Genforschung: Firmen wollen Patente, Greenpeace ist dagegen


Wem gehören Sonnenblume und brokkoli? – so fragte Greenpeace kürzlich auf griffige Weise. Das ist, zugegeben, kein streng medizinisches Thema. Aber da ich hier immer wieder über Ergebnisse der Genforschung und Methoden der Gentechnik berichte – und dabei eine kritische Haltung einnehme -, denke ich doch, dass die Patentfrage auch in einen Gesundheitsblog gehört. Ganz abgesehen davon, dass das, was hier geschieht, jeden freiheitlich-demokratischen Bürger interessieren und empören müsste!
Genforschung: Firmen wollen Patente, Greenpeace ist dagegen

Firmen wollen Patente aus Genforschung – Greenpeace ist dagegen

Tatsächlich geht es um Patente auf naturgegebene Pflanzen und Tiere, für die ja eigentlich nur ein Schöpfergott oder was immer ein Patent anmelden könnte. Und es ist fünf vor zwölf (Sekunden, nicht Minuten)in dieser Sache – denn die Industrie macht Druck, handfeste Geldinteressen stehen dahinter.
Greenpeace hat deshalb im Juli 2007 am Europäischen Patentamt in München Einspruch gegen ein Patent auf Sonnenblumen eingelegt. Der US-Konzern Pioneer hatte im Oktober 2006 ein Patent auf „normale“ Sonnenblumen erhalten, die nicht gentechnisch verändert worden sind (EP 1465 475 B1). Die Pflanzen weisen aufgrund natürlicher Erbanlagen eine Resistenz (Widerstandskraft, Unempfindlichkeit) gegenüber Wurzelschädlingen auf. Der Einspruch von Greenpeace erfolgt vor dem Hintergrund einer geplanten Grundsatzentscheidung darüber, ob normale, nicht gentechnisch veränderte Tier- oder Pflanzenarten patentiert werden dürfen.

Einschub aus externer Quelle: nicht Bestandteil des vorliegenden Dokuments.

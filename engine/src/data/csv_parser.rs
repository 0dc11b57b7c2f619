use crate::error::EngineError;
use anyhow::{anyhow, Result};
use csv::{ReaderBuilder, StringRecord, Trim};
use shared::models::Candle;
use std::fs::File;
use std::io::{BufReader, Read};
use std::path::Path;

// Field parsing for candle files: numbers with '.' decimals, timestamps as
// epoch milliseconds, RFC 3339 or a bare YYYY-MM-DD date (midnight UTC).
pub mod candle_format {
    use anyhow::{anyhow, Result};
    use chrono::{DateTime, NaiveDate};
    use std::str::FromStr;

    pub fn parse_decimal(s: &str) -> Result<f64> {
        let value = f64::from_str(s.trim()).map_err(|e| anyhow!("Failed to parse decimal '{}': {}", s, e))?;
        if !value.is_finite() {
            return Err(anyhow!("Non-finite value '{}'", s));
        }
        Ok(value)
    }

    pub fn parse_time_millis(s: &str) -> Result<i64> {
        let s = s.trim();
        if let Ok(millis) = s.parse::<i64>() {
            return Ok(millis);
        }
        if let Ok(dt) = DateTime::parse_from_rfc3339(s) {
            return Ok(dt.timestamp_millis());
        }
        let date = NaiveDate::parse_from_str(s, "%Y-%m-%d")
            .map_err(|e| anyhow!("Failed to parse time '{}': {}", s, e))?;
        date.and_hms_opt(0, 0, 0)
            .map(|dt| dt.and_utc().timestamp_millis())
            .ok_or_else(|| anyhow!("Failed to parse time '{}'", s))
    }

}

pub struct CandleCsvParser;

impl CandleCsvParser {
    // CSV Header: time,open,high,low,close,volume  (volume optional)
    // Example Row: 1704067200000,42283.5,42554.0,42180.1,42475.2,1532.7
    pub fn load_candles_from_csv(file_path: impl AsRef<Path>) -> Result<Vec<Candle>, EngineError> {
        let file = File::open(file_path.as_ref())?;
        Self::load_candles(BufReader::new(file))
    }

    /// Parses candles from any reader, then orders them by time and drops
    /// duplicate timestamps.
    pub fn load_candles<R: Read>(reader: R) -> Result<Vec<Candle>, EngineError> {
        let mut rdr = ReaderBuilder::new()
            .has_headers(true)
            .trim(Trim::All)
            .from_reader(reader);

        let headers = rdr.headers()?.clone();
        let mut candles = Vec::new();

        for (idx, result) in rdr.records().enumerate() {
            let record = result?;
            let line = idx + 2;
            let candle = Self::parse_record(&record, &headers, line)
                .map_err(|e| EngineError::CsvDataFormatError(format!("{:#}", e)))?;
            candles.push(candle);
        }

        let parsed = candles.len();
        candles.sort_by_key(|c| c.time);
        candles.dedup_by_key(|c| c.time);
        tracing::debug!(parsed, kept = candles.len(), "Loaded candles from CSV");
        Ok(candles)
    }

    fn parse_record(record: &StringRecord, headers: &StringRecord, line: usize) -> Result<Candle> {
        let time = candle_format::parse_time_millis(Self::required(record, headers, "time", line)?)
            .map_err(|e| anyhow!("Error parsing 'time' at line {}: {}", line, e))?;
        let volume = match Self::get_field(record, headers, "volume") {
            Some(raw) if !raw.is_empty() => candle_format::parse_decimal(raw)
                .map_err(|e| anyhow!("Error parsing 'volume' at line {}: {}", line, e))?,
            _ => 0.0,
        };

        Ok(Candle {
            time,
            open: Self::price(record, headers, "open", line)?,
            high: Self::price(record, headers, "high", line)?,
            low: Self::price(record, headers, "low", line)?,
            close: Self::price(record, headers, "close", line)?,
            volume,
        })
    }

    fn price(record: &StringRecord, headers: &StringRecord, name: &str, line: usize) -> Result<f64> {
        candle_format::parse_decimal(Self::required(record, headers, name, line)?)
            .map_err(|e| anyhow!("Error parsing '{}' at line {}: {}", name, line, e))
    }

    fn required<'a>(record: &'a StringRecord, headers: &StringRecord, name: &str, line: usize) -> Result<&'a str> {
        Self::get_field(record, headers, name)
            .ok_or_else(|| anyhow!("Missing '{}' field in CSV record at line {}", name, line))
    }

    // Looks a field up by header name so column order does not matter.
    fn get_field<'a>(record: &'a StringRecord, headers: &StringRecord, name: &str) -> Option<&'a str> {
        headers
            .iter()
            .position(|header| header.eq_ignore_ascii_case(name))
            .and_then(|pos| record.get(pos))
    }
}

„Das Europäische Patentamt hat in der Vergangenheit fast alle Grenzen der Patentierbarkeit systematisch ausgehebelt“, sagt Christoph Then, Patentexperte von Greenpeace. „Es ist ein alarmierendes Signal, wenn das Amt, das sich ausschließlich aus Geldern der Industrie finanziert, jetzt auch noch über diese Grundsatzfrage entscheiden will.“
Das Fatale ist: Hunderte derartiger einzelner Patente sind seit 2000 in Europa bereits erteilt worden. Jetzt aber soll anhand einer Brokkoli-Sorte grundsätzlich entschieden werden, ob normale Pflanzen und Tiere patentiert werden dürfen. Eine Firma in den Niederlanden hatte sich 2002 eine konventionell gezüchtete Brokkoli-Sorte patentieren lassen (EP 1069819), dagegen hatten andere Firmen Einspruch eingelegt, weil laut Patentgesetz im wesentlichen biologische Verfahren zur Züchtung von Tieren und Pflanzen nicht patentiert werden dürfen.

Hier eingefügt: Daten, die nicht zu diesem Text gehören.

use anyhow::{anyhow, Result};
use chrono::{DateTime, Utc};
use serde::{Deserialize, Serialize};
use std::fmt;
use std::str::FromStr;

/// One OHLCV bar. `time` is the bar open in epoch milliseconds.
#[derive(Debug, Clone, Copy, PartialEq, Serialize, Deserialize)]
pub struct Candle {
    pub time: i64,
    pub open: f64,
    pub high: f64,
    pub low: f64,
    pub close: f64,
    #[serde(default)]
    pub volume: f64,
}

impl Candle {
    /// True when every price field is a finite number. Bars failing this are
    /// treated as undefined wherever the engine reads them.
    pub fn has_finite_prices(&self) -> bool {
        self.open.is_finite() && self.high.is_finite() && self.low.is_finite() && self.close.is_finite()
    }
}

#[derive(Debug, Clone, Copy, Serialize, Deserialize, PartialEq, Eq, Hash, PartialOrd, Ord)]
pub enum Timeframe {
    #[serde(rename = "5M")]
    Minute5,
    #[serde(rename = "15M")]
    Minute15,
    #[serde(rename = "1H")]
    Hour1,
    #[serde(rename = "4H")]
    Hour4,
    #[serde(rename = "1D")]
    Day1,
    #[serde(rename = "1W")]
    Week1,
}

impl Timeframe {
    pub fn minutes(&self) -> u32 {
        match self {
            Timeframe::Minute5 => 5,
            Timeframe::Minute15 => 15,
            Timeframe::Hour1 => 60,
            Timeframe::Hour4 => 240,
            Timeframe::Day1 => 1_440,
            Timeframe::Week1 => 10_080,
        }
    }

    pub fn label(&self) -> &'static str {
        match self {
            Timeframe::Minute5 => "5M",
            Timeframe::Minute15 => "15M",
            Timeframe::Hour1 => "1H",
            Timeframe::Hour4 => "4H",
            Timeframe::Day1 => "1D",
            Timeframe::Week1 => "1W",
        }
    }

    /// All supported timeframes, finest first.
    pub fn all() -> [Timeframe; 6] {
        [
            Timeframe::Minute5,
            Timeframe::Minute15,
            Timeframe::Hour1,
            Timeframe::Hour4,
            Timeframe::Day1,
            Timeframe::Week1,
        ]
    }
}

impl FromStr for Timeframe {
    type Err = anyhow::Error;

    fn from_str(s: &str) -> Result<Self> {
        match s.trim().to_lowercase().as_str() {
            "5m" | "5min" | "m5" => Ok(Timeframe::Minute5),
            "15m" | "15min" | "m15" => Ok(Timeframe::Minute15),
            "1h" | "60m" | "1hour" | "h1" => Ok(Timeframe::Hour1),
            "4h" | "4hour" | "h4" => Ok(Timeframe::Hour4),
            "1d" | "1day" | "d1" | "d" => Ok(Timeframe::Day1),
            "1w" | "1wk" | "1week" | "w1" | "w" => Ok(Timeframe::Week1),
            _ => Err(anyhow!(
                "Invalid timeframe: '{}'. Valid options: 5M, 15M, 1H, 4H, 1D, 1W",
                s
            )),
        }
    }
}

impl fmt::Display for Timeframe {
    fn fmt(&self, f: &mut fmt::Formatter<'_>) -> fmt::Result {
        write!(f, "{}", self.label())
    }
}

/// A named indicator series aligned to the candle input.
#[derive(Debug, Clone, Serialize, Deserialize)]
pub struct Indicator {
    pub name: String,
    pub parameters: serde_json::Value,
    pub values: Vec<Option<f64>>,
}

/// Text carried in both output languages: English first, Portuguese second.
#[derive(Debug, Clone, PartialEq, Eq, Serialize, Deserialize)]
pub struct BilingualText {
    pub en: String,
    pub pt: String,
}

impl BilingualText {
    pub fn new(en: impl Into<String>, pt: impl Into<String>) -> Self {
        Self { en: en.into(), pt: pt.into() }
    }
}

#[derive(Debug, Clone, Copy, PartialEq, Eq, Serialize, Deserialize)]
#[serde(rename_all = "UPPERCASE")]
pub enum TrendDirection {
    Bullish,
    Bearish,
    Neutral,
}

#[derive(Debug, Clone, Copy, PartialEq, Eq, Serialize, Deserialize)]
#[serde(rename_all = "UPPERCASE")]
pub enum TrendStrength {
    Strong,
    Moderate,
    Weak,
}

#[derive(Debug, Clone, Copy, PartialEq, Eq, Serialize, Deserialize)]
pub enum Sentiment {
    #[serde(rename = "bullish dominance")]
    BullishDominance,
    #[serde(rename = "bearish dominance")]
    BearishDominance,
    #[serde(rename = "mixed")]
    Mixed,
}

#[derive(Debug, Clone, Copy, PartialEq, Eq, Serialize, Deserialize)]
#[serde(rename_all = "UPPERCASE")]
pub enum VolatilityLevel {
    Low,
    Medium,
    High,
}

#[derive(Debug, Clone, Copy, PartialEq, Eq, Serialize, Deserialize)]
#[serde(rename_all = "UPPERCASE")]
pub enum RiskLevel {
    Low,
    Medium,
    High,
}

#[derive(Debug, Clone, Copy, PartialEq, Eq, Serialize, Deserialize)]
#[serde(rename_all = "UPPERCASE")]
pub enum ScenarioStatus {
    Pending,
    Activated,
}

/// A conditional directional trade idea.
#[derive(Debug, Clone, PartialEq, Serialize, Deserialize)]
#[serde(rename_all = "camelCase")]
pub struct Scenario {
    pub trigger_price: f64,
    pub target1: f64,
    pub target2: f64,
    pub invalidation_price: f64,
    pub status: ScenarioStatus,
    pub activation_text: BilingualText,
    pub invalidation_text: BilingualText,
}

/// Last-bar indicator values; `None` where history was insufficient.
#[derive(Debug, Clone, Default, PartialEq, Serialize, Deserialize)]
#[serde(rename_all = "camelCase")]
pub struct IndicatorSnapshot {
    pub rsi: Option<f64>,
    pub macd: Option<f64>,
    pub signal: Option<f64>,
    pub histogram: Option<f64>,
    pub ema20: Option<f64>,
    pub ema50: Option<f64>,
    pub ema200: Option<f64>,
    pub ema200_slope: Option<f64>,
    pub adx: Option<f64>,
    pub atr: Option<f64>,
    pub bollinger_upper: Option<f64>,
    pub bollinger_middle: Option<f64>,
    pub bollinger_lower: Option<f64>,
}

/// A retained bar with its overlay values, for charting by the caller.
#[derive(Debug, Clone, PartialEq, Serialize, Deserialize)]
#[serde(rename_all = "camelCase")]
pub struct ChartBar {
    pub time: i64,
    pub open: f64,
    pub high: f64,
    pub low: f64,
    pub close: f64,
    pub volume: f64,
    pub ema20: Option<f64>,
    pub ema50: Option<f64>,
    pub ema200: Option<f64>,
    pub bollinger_upper: Option<f64>,
    pub bollinger_lower: Option<f64>,
}

#[derive(Debug, Clone, PartialEq, Serialize, Deserialize)]
#[serde(rename_all = "camelCase")]
pub struct AnalysisResult {
    pub symbol: String,
    pub timeframe: String,
    pub price: Option<f64>,
    pub trend: TrendDirection,
    pub trend_short: TrendDirection,
    pub trend_strength: TrendStrength,
    pub sentiment: Sentiment,
    pub bull_pct: u32,
    pub bear_pct: u32,
    pub neutral_pct: u32,
    pub opinion: BilingualText,
    pub support: Vec<f64>,
    pub resistance: Vec<f64>,
    pub key_support: Option<f64>,
    pub key_resistance: Option<f64>,
    pub bullish_scenario: Option<Scenario>,
    pub bearish_scenario: Option<Scenario>,
    pub risk_level: RiskLevel,
    pub risk_explanation: BilingualText,
    pub volatility_pct: Option<f64>,
    pub volatility_level: VolatilityLevel,
    pub indicators: IndicatorSnapshot,
    pub recent_bars: Vec<ChartBar>,
    pub generated_at: DateTime<Utc>,
}

#[cfg(test)]
mod tests {
    use super::*;

    #[test]
    fn test_timeframe_from_str() {
        assert_eq!(Timeframe::from_str("4H").unwrap(), Timeframe::Hour4);
        assert_eq!(Timeframe::from_str("15m").unwrap(), Timeframe::Minute15);
        assert_eq!(Timeframe::from_str("1d").unwrap(), Timeframe::Day1);
        assert_eq!(Timeframe::from_str("1W").unwrap(), Timeframe::Week1);
        assert!(Timeframe::from_str("3H").is_err());
    }

    #[test]
    fn test_timeframe_labels_round_trip_through_display() {
        for tf in Timeframe::all() {
            assert_eq!(Timeframe::from_str(&tf.to_string()).unwrap(), tf);
        }
    }

    #[test]
    fn test_labels_serialize_upper_case() {
        assert_eq!(serde_json::to_string(&TrendDirection::Bullish).unwrap(), "\"BULLISH\"");
        assert_eq!(serde_json::to_string(&ScenarioStatus::Activated).unwrap(), "\"ACTIVATED\"");
        assert_eq!(serde_json::to_string(&Sentiment::Mixed).unwrap(), "\"mixed\"");
        assert_eq!(serde_json::to_string(&Timeframe::Hour4).unwrap(), "\"4H\"");
    }

    #[test]
    fn test_candle_finite_check() {
        let mut candle = Candle { time: 0, open: 1.0, high: 2.0, low: 0.5, close: 1.5, volume: 10.0 };
        assert!(candle.has_finite_prices());
        candle.close = f64::NAN;
        assert!(!candle.has_finite_prices());
    }
}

„Wenn ganz normale Pflanzen wie Sonnenblumen oder Brokkoli zu einer Erfindung erklärt werden, kann in Zukunft jedes Tier oder jede beliebige Pflanze patentiert werden. Die Agrokonzerne werden sich dann über ihre Patentanwälte die komplette Kontrolle über alle Stufen der Nahrungsmittelerzeugung verschaffen“, so die Befürchtung von Then. „Auch Patentanträge, wie die von Monsanto, in denen Schweineherden aus normaler Zucht zum Patent angemeldet wurden, könnten dann kaum noch verhindert werden.“
In den letzten Monaten hatten sich wegen der anstehenden Entscheidung weltweit mehr als 30 Bauernverbände zu einem Bündnis gegen Patente auf Saatgut zusammengeschlossen. Diese wollen gemeinsam den globalen Widerstand gegen Patente auf Saatgut mobilisieren und insbesondere die Entscheidungsträger in der Politik dazu auffordern, der Patentierung klare Grenzen zu setzen. Greenpeace sieht hier vor allem Bundeslandwirtschaftsminister Seehofer (CSU) in der Pflicht. Die Patentierung normaler Pflanzen und Tiere betreffe vor allem Verbraucher und Landwirtschaft, der Minister sei bei diesem Thema aber komplett abgetaucht.